Monday, April 25, 2016

CONSCIOUSNESS AND GEOMETRY



WHAT IS CONSCIOUSNESS?

The goal of natural science from the beginning has been to explain everything. In modern times, this quest has been articulated as the search for a ‘theory of everything’ abbreviated as TOE. Einstein’s unsuccessful quest for a unified field theory, a theory combining all the forces in the universe in one consistent theory, has been interpreted by physicists since Einstein as a quest for a TOE, reflecting the belief that everything can be explained in terms of physical principles. For twenty years I have been saying to anyone who would listen that there can be no real TOE unless consciousness is included in the equations describing reality. See “Transcendental Physics”, page 208. I am not alone in this, others, like Peter Russell, Sir Roger Penrose, Stuart Hammeroff, and Vernon Neppe, to name a few, have been saying something similar.

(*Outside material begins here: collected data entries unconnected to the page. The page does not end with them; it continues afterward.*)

//! Compaction into a fresh table.
//!
//! Occupied slots are copied in storage order into a new engine, which commits
//! after every [`Options::rebuild_commit_interval`](crate::Options) source slots
//! with the number of source slots processed as its tag. An interrupted rebuild
//! therefore resumes from the target's tag.

use crate::db::UtxoDb;
use crate::store::ByteStore;
use crate::{Error, Result};

/// Reported after every rebuild commit.
#[derive(Debug, Clone, Copy, PartialEq, Eq)]
pub struct RebuildProgress {
    /// Source slots copied so far.
    pub slots_done: u64,
    /// Total source slots.
    pub slot_count: u64,
    /// Records in the target so far.
    pub records: u64,
}

impl<S: ByteStore> UtxoDb<S> {
    /// Copies every record into a new table of `capacity` records formatted on
    /// `main` and `wal`, dropping tombstones and dead values.
    ///
    /// Uncommitted writes of this engine are included.
    pub fn rebuild<T: ByteStore>(&self, capacity: u64, main: T, wal: T) -> Result<UtxoDb<T>> {
        self.rebuild_with_progress(capacity, main, wal, |_| {})
    }

    /// Same as [`Self::rebuild`], calling `progress` after every commit.
    pub fn rebuild_with_progress<T, F>(
        &self,
        capacity: u64,
        main: T,
        wal: T,
        progress: F,
    ) -> Result<UtxoDb<T>>
    where
        T: ByteStore,
        F: FnMut(RebuildProgress),
    {
        let target = UtxoDb::with_options(capacity, main, wal, self.options().clone())?;

        tracing::info!(
            "Rebuilding {} records from {} slots into a table of capacity {capacity}",
            self.stats().live,
            self.slot_count()
        );

        self.resume_rebuild_with_progress(target, progress)
    }

    /// Continues a rebuild into `target` from the progress recorded in its tag.
    pub fn resume_rebuild<T: ByteStore>(&self, target: UtxoDb<T>) -> Result<UtxoDb<T>> {
        self.resume_rebuild_with_progress(target, |_| {})
    }

    /// Same as [`Self::resume_rebuild`], calling `progress` after every commit.
    pub fn resume_rebuild_with_progress<T, F>(
        &self,
        target: UtxoDb<T>,
        mut progress: F,
    ) -> Result<UtxoDb<T>>
    where
        T: ByteStore,
        F: FnMut(RebuildProgress),
    {
        let slot_count = self.slot_count();
        let mut slots_done = target.tag()?;

        if slots_done > slot_count {
            return Err(Error::RebuildOutOfRange {
                tag: slots_done,
                slots: slot_count,
            });
        }

        if slots_done > 0 {
            tracing::info!("Resuming rebuild at slot {slots_done} of {slot_count}");
        }

        let interval = self.options().rebuild_commit_interval.max(1);

        while slots_done < slot_count {
            let end = (slots_done + interval).min(slot_count);

            self.for_each_entry(slots_done, end - slots_done, |_, key, value| {
                target.insert_record(key, &value)
            })?;
            target.commit(end)?;
            slots_done = end;

            progress(RebuildProgress {
                slots_done,
                slot_count,
                records: target.stats().live,
            });
        }

        tracing::info!(
            "Rebuild complete: {} records in {} slots",
            target.stats().live,
            target.slot_count()
        );

        Ok(target)
    }
}

#[cfg(test)]
mod tests {
    use super::*;
    use crate::Options;
    use crate::store::MemStore;

    fn source(records: u32) -> UtxoDb<MemStore> {
        let options = Options::builder().rebuild_commit_interval(16).build();
        let db = UtxoDb::with_options(64, MemStore::new(), MemStore::new(), options).unwrap();
        for i in 0..records {
            db.add(&i.to_le_bytes(), format!("value-{i}").as_bytes())
                .unwrap();
        }
        db.commit(1).unwrap();
        for i in (0..records).step_by(3) {
            assert!(db.remove(&i.to_le_bytes()).unwrap());
        }
        db.commit(2).unwrap();
        db
    }

    #[test]
    fn test_rebuild_drops_garbage_and_keeps_records() {
        let source = source(40);
        let mut reports = Vec::new();

        let target = source
            .rebuild_with_progress(32, MemStore::new(), MemStore::new(), |p| reports.push(p))
            .unwrap();

        let stats = target.stats();
        assert_eq!(stats.live, source.stats().live);
        assert_eq!(stats.tombstones, 0);
        assert_eq!(stats.dead_values, 0);
        assert_eq!(target.tag().unwrap(), source.slot_count());

        // 128 source slots in steps of 16.
        assert_eq!(reports.len(), 8);
        assert_eq!(reports.last().map(|p| p.slots_done), Some(128));
        assert_eq!(reports.last().map(|p| p.records), Some(stats.live));

        for i in 0u32..40 {
            let expected = (i % 3 != 0).then(|| format!("value-{i}").into_bytes());
            assert_eq!(target.get(&i.to_le_bytes()).unwrap(), expected);
        }
    }

    #[test]
    fn test_resume_rejects_foreign_progress() {
        let source = source(4);
        let target = UtxoDb::new(8, MemStore::new(), MemStore::new()).unwrap();
        target.commit(source.slot_count() + 1).unwrap();

        assert!(matches!(
            source.resume_rebuild(target),
            Err(Error::RebuildOutOfRange { tag: 129, slots: 128 })
        ));
    }
}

But mainstream science has not been able to define what consciousness is, let alone represent it in the equations of a TOE.
To understand why modern science has not been able to put consciousness into the equations describing the laws governing the physical world, and why modern science has found no way even to define consciousness in relation to physical reality, we must go to the roots of the axiomatic approach used in modern mathematics. We must go back nearly 2,600 years to a period of about 370 years in length, to the world of Pythagoras (582 -507 BC), Plato (428 -348 BC), Euclid (325 -265 BC), and Archimedes (287 -212 BC), and review the ideas of these ancient Greek natural philosophers, because they formalized the ideas that make up the foundations of the modern understanding of geometry, because, as I will explain, consciousness and geometry are intimately related.

The axiomatic approach, developed by the Greeks, starts with the definition of a set of self-evident facts (axioms) and then derives or deduces logical conclusions that must be true if the axioms are true. Pythagoras used the axiomatic/deductive method to prove his theorems. Plato regarded axioms as reflections of a ‘perfect’ reality of which matter and energy were only imperfect reflections.  Euclid formalized the axiomatic approach applied to geometry in his ‘Elements’ of Geometry. And Archimedes applied the axiomatic approach to practical problems, and became the first engineer and experimental scientist in the modern sense. The difference between Archimedes’ pragmatism and Plato’s idealism is roughly the same as the difference between the experimental and theoretical scientists today. Most thinkers today will agree that we need both Platonic and Archimedean scientists, but in this discussion, I intend to show how the predominance of the Archimedean approach in modern science has led to a misunderstanding of what geometry and consciousness actually are. And we must go back to Euclid to see where and how the thinking deviated from the path that leads to defining consciousness.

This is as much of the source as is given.